Goiânia pune empresas por atraso e falta de entrega de medicamentos e insumos
Prefeitura restabeleceu, desde 2025, o abastecimento de medicamentos e insumos da rede municipal de saúde
A Prefeitura de Goiânia, através da Secretaria Municipal de Saúde (SMS), está aplicando penalidades a 29 empresas fornecedoras que falharam na entrega de aproximadamente 1,8 milhão de medicamentos e insumos, seja por atraso ou não cumprimento total dos contratos. O objetivo é assegurar o abastecimento da rede municipal de saúde, que atualmente opera com 87% do estoque regular, buscando atingir 95% nos próximos 60 dias.

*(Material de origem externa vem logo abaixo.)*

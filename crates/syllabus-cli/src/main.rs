use std::io::Write;
use std::path::{Path, PathBuf};

use anyhow::Context;
use clap::{Parser, Subcommand, ValueEnum};
use syllabus_core::config_file;
use syllabus_ingest::{DocumentVariant, IngestOptions, ProcessedDocument};
use syllabus_parsing::ParsingConfigBuilder;

mod output;

use output::{ColorMode, DocumentReport};

/// Syllabus Extractor - Rebuild readable text from syllabus PDFs and pull out course policies
#[derive(Parser, Debug)]
#[command(version, about, long_about = None)]
struct Cli {
    /// Log debug events from the extraction pipeline
    #[arg(short, long, global = true)]
    verbose: bool,

    #[command(subcommand)]
    command: Command,
}

#[derive(Subcommand, Debug)]
enum Command {
    /// Extract office hours, grading weights, grading scale and late policy
    Extract {
        /// PDF files to process, in order
        #[arg(required = true)]
        files: Vec<PathBuf>,

        /// Field table to read the documents with
        #[arg(long, value_enum, default_value_t = VariantArg::Standard)]
        variant: VariantArg,

        /// Directory to write each document's reconstructed text to (<stem>.txt)
        #[arg(long)]
        text_out: Option<PathBuf>,

        /// Report format
        #[arg(long, value_enum, default_value_t = Format::Text)]
        format: Format,

        /// Path to output report file
        #[arg(short, long)]
        output: Option<PathBuf>,

        /// Disable colored output
        #[arg(long)]
        no_color: bool,
    },

    /// Print the reconstructed text of a PDF without extracting fields
    Text {
        /// Path to the PDF file
        file_path: PathBuf,

        /// Path to write the text to
        #[arg(short, long)]
        output: Option<PathBuf>,
    },
}

#[derive(ValueEnum, Clone, Copy, Debug)]
enum VariantArg {
    Standard,
    Contact,
}

impl From<VariantArg> for DocumentVariant {
    fn from(arg: VariantArg) -> Self {
        match arg {
            VariantArg::Standard => DocumentVariant::Standard,
            VariantArg::Contact => DocumentVariant::Contact,
        }
    }
}

#[derive(ValueEnum, Clone, Copy, Debug, PartialEq, Eq)]
enum Format {
    Text,
    Json,
}

fn main() -> anyhow::Result<()> {
    dotenvy::dotenv().ok();
    let cli = Cli::parse();

    let level = if cli.verbose {
        tracing::Level::DEBUG
    } else {
        tracing::Level::WARN
    };
    tracing_subscriber::fmt()
        .with_writer(std::io::stderr)
        .with_env_filter(
            tracing_subscriber::EnvFilter::from_default_env().add_directive(level.into()),
        )
        .init();

    match cli.command {
        Command::Extract {
            files,
            variant,
            text_out,
            format,
            output,
            no_color,
        } => extract(files, variant.into(), text_out, format, output, no_color),
        Command::Text { file_path, output } => text(file_path, output),
    }
}

/// Resolve options: env vars > config files > defaults.
fn ingest_options(variant: DocumentVariant) -> anyhow::Result<IngestOptions> {
    let config = config_file::load_config();

    let parsing = match &config.fields {
        Some(fields) => ParsingConfigBuilder::from_fields_config(fields).build()?,
        None => ParsingConfigBuilder::new().build()?,
    };

    let ocr = config.ocr.unwrap_or_default();
    let ocr_language = std::env::var("SYLLABUS_OCR_LANG").ok().or(ocr.language);

    Ok(IngestOptions {
        variant,
        parsing,
        ocr_language,
        dpi: ocr.dpi,
    })
}

fn display_name(path: &Path) -> String {
    path.file_name()
        .map(|n| n.to_string_lossy().to_string())
        .unwrap_or_else(|| path.display().to_string())
}

fn open_writer(output: Option<&Path>) -> anyhow::Result<Box<dyn Write>> {
    Ok(match output {
        Some(path) => Box::new(
            std::fs::File::create(path)
                .with_context(|| format!("Cannot create {}", path.display()))?,
        ),
        None => Box::new(std::io::stdout()),
    })
}

fn process_one(path: &Path, options: &IngestOptions) -> anyhow::Result<ProcessedDocument> {
    if !path.exists() {
        anyhow::bail!("File not found: {}", path.display());
    }
    let document = syllabus_ingest::process_syllabus(path, options)?;
    Ok(document)
}

fn write_text_file(dir: &Path, source: &Path, text: &str) -> anyhow::Result<PathBuf> {
    let stem = source
        .file_stem()
        .map(|s| s.to_string_lossy().to_string())
        .unwrap_or_else(|| "document".to_string());
    let target = dir.join(format!("{stem}.txt"));
    std::fs::write(&target, text)
        .with_context(|| format!("Cannot write {}", target.display()))?;
    Ok(target)
}

fn extract(
    files: Vec<PathBuf>,
    variant: DocumentVariant,
    text_out: Option<PathBuf>,
    format: Format,
    output: Option<PathBuf>,
    no_color: bool,
) -> anyhow::Result<()> {
    let options = ingest_options(variant)?;

    let use_color = !no_color && output.is_none() && format == Format::Text;
    let color = ColorMode(use_color);
    let mut writer = open_writer(output.as_deref())?;

    if let Some(dir) = &text_out {
        std::fs::create_dir_all(dir)
            .with_context(|| format!("Cannot create {}", dir.display()))?;
    }

    let mut processed: Vec<(String, ProcessedDocument)> = Vec::with_capacity(files.len());
    let mut failed = 0usize;

    for path in &files {
        let file_name = display_name(path);
        match process_one(path, &options) {
            Ok(document) => {
                if let Some(dir) = &text_out {
                    let target = write_text_file(dir, path, &document.text)?;
                    tracing::debug!(path = %target.display(), "wrote reconstructed text");
                }
                processed.push((file_name, document));
            }
            Err(e) => {
                failed += 1;
                tracing::warn!(file = %file_name, error = %e, "document failed");
                if format == Format::Text {
                    output::print_failure(&mut writer, &file_name, &e, color)?;
                } else {
                    eprintln!("{}: {:#}", file_name, e);
                }
            }
        }
    }

    let reports: Vec<DocumentReport<'_>> = processed
        .iter()
        .map(|(file_name, document)| DocumentReport {
            file_name,
            source: document.source,
            fields: &document.fields,
        })
        .collect();

    match format {
        Format::Text => {
            for report in &reports {
                output::print_document(&mut writer, report, color)?;
            }
            output::print_summary(&mut writer, &reports, failed, color)?;
        }
        Format::Json => output::write_json(&mut writer, &reports)?,
    }
    writer.flush()?;

    if failed > 0 {
        anyhow::bail!("{} of {} documents failed", failed, files.len());
    }
    Ok(())
}

fn text(file_path: PathBuf, output: Option<PathBuf>) -> anyhow::Result<()> {
    if !file_path.exists() {
        anyhow::bail!("File not found: {}", file_path.display());
    }

    let options = ingest_options(DocumentVariant::default())?;
    let (text, source) = syllabus_ingest::document_text(&file_path, &options)?;
    tracing::debug!(file = %file_path.display(), source = ?source, "reconstructed text");

    let mut writer = open_writer(output.as_deref())?;
    writer.write_all(text.as_bytes())?;
    writer.flush()?;
    Ok(())
}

De acordo com o secretário municipal de Saúde, Luiz Pellizzer, as sanções, que variam de advertências a restrições em futuras licitações, visam garantir que a população não sofra com a falta de medicamentos. “A orientação do prefeito Sandro Mabel é garantir que a rede municipal não enfrente desassistência”, afirma Pellizzer.
Desde 2025, a administração municipal tem se esforçado para reverter um cenário de estoques comprometidos. Compras emergenciais realizadas no início da gestão elevaram o estoque a 80%. Desde então, foram investidos R$ 45,2 milhões na aquisição de 436 tipos de produtos, resultando na distribuição de 17,7 milhões de medicamentos e 7,1 milhões de insumos.
Entre os mais de 40 fornecedores da SMS, foram identificados 1.791.880 itens pendentes, sendo 1.564.700 medicamentos e 227.180 insumos. Pellizzer explica que a dificuldade de algumas empresas em cumprir os prazos pode estar relacionada ao fato de que “Muitas dessas empresas não produzem diretamente. Elas compram da indústria e revendem, o que pode gerar dificuldade no cumprimento dos prazos quando não há estoque disponível”.
As medidas administrativas buscam evitar o desabastecimento e a necessidade de novas compras emergenciais. Até o momento, “Vinte empresas já foram notificadas e 15 multas foram publicadas, que variam de 10% a 30% do valor dos itens não entregues, conforme atraso e impacto ao município”, informa o secretário. Pellizzer ainda garantiu que “A Prefeitura não efetua pagamento sem o recebimento dos itens, e as multas incidem sobre o valor total previsto em contrato” e que, para evitar reincidências, as empresas precisarão comprovar estoque mínimo de 50% do que ofertam em futuras licitações.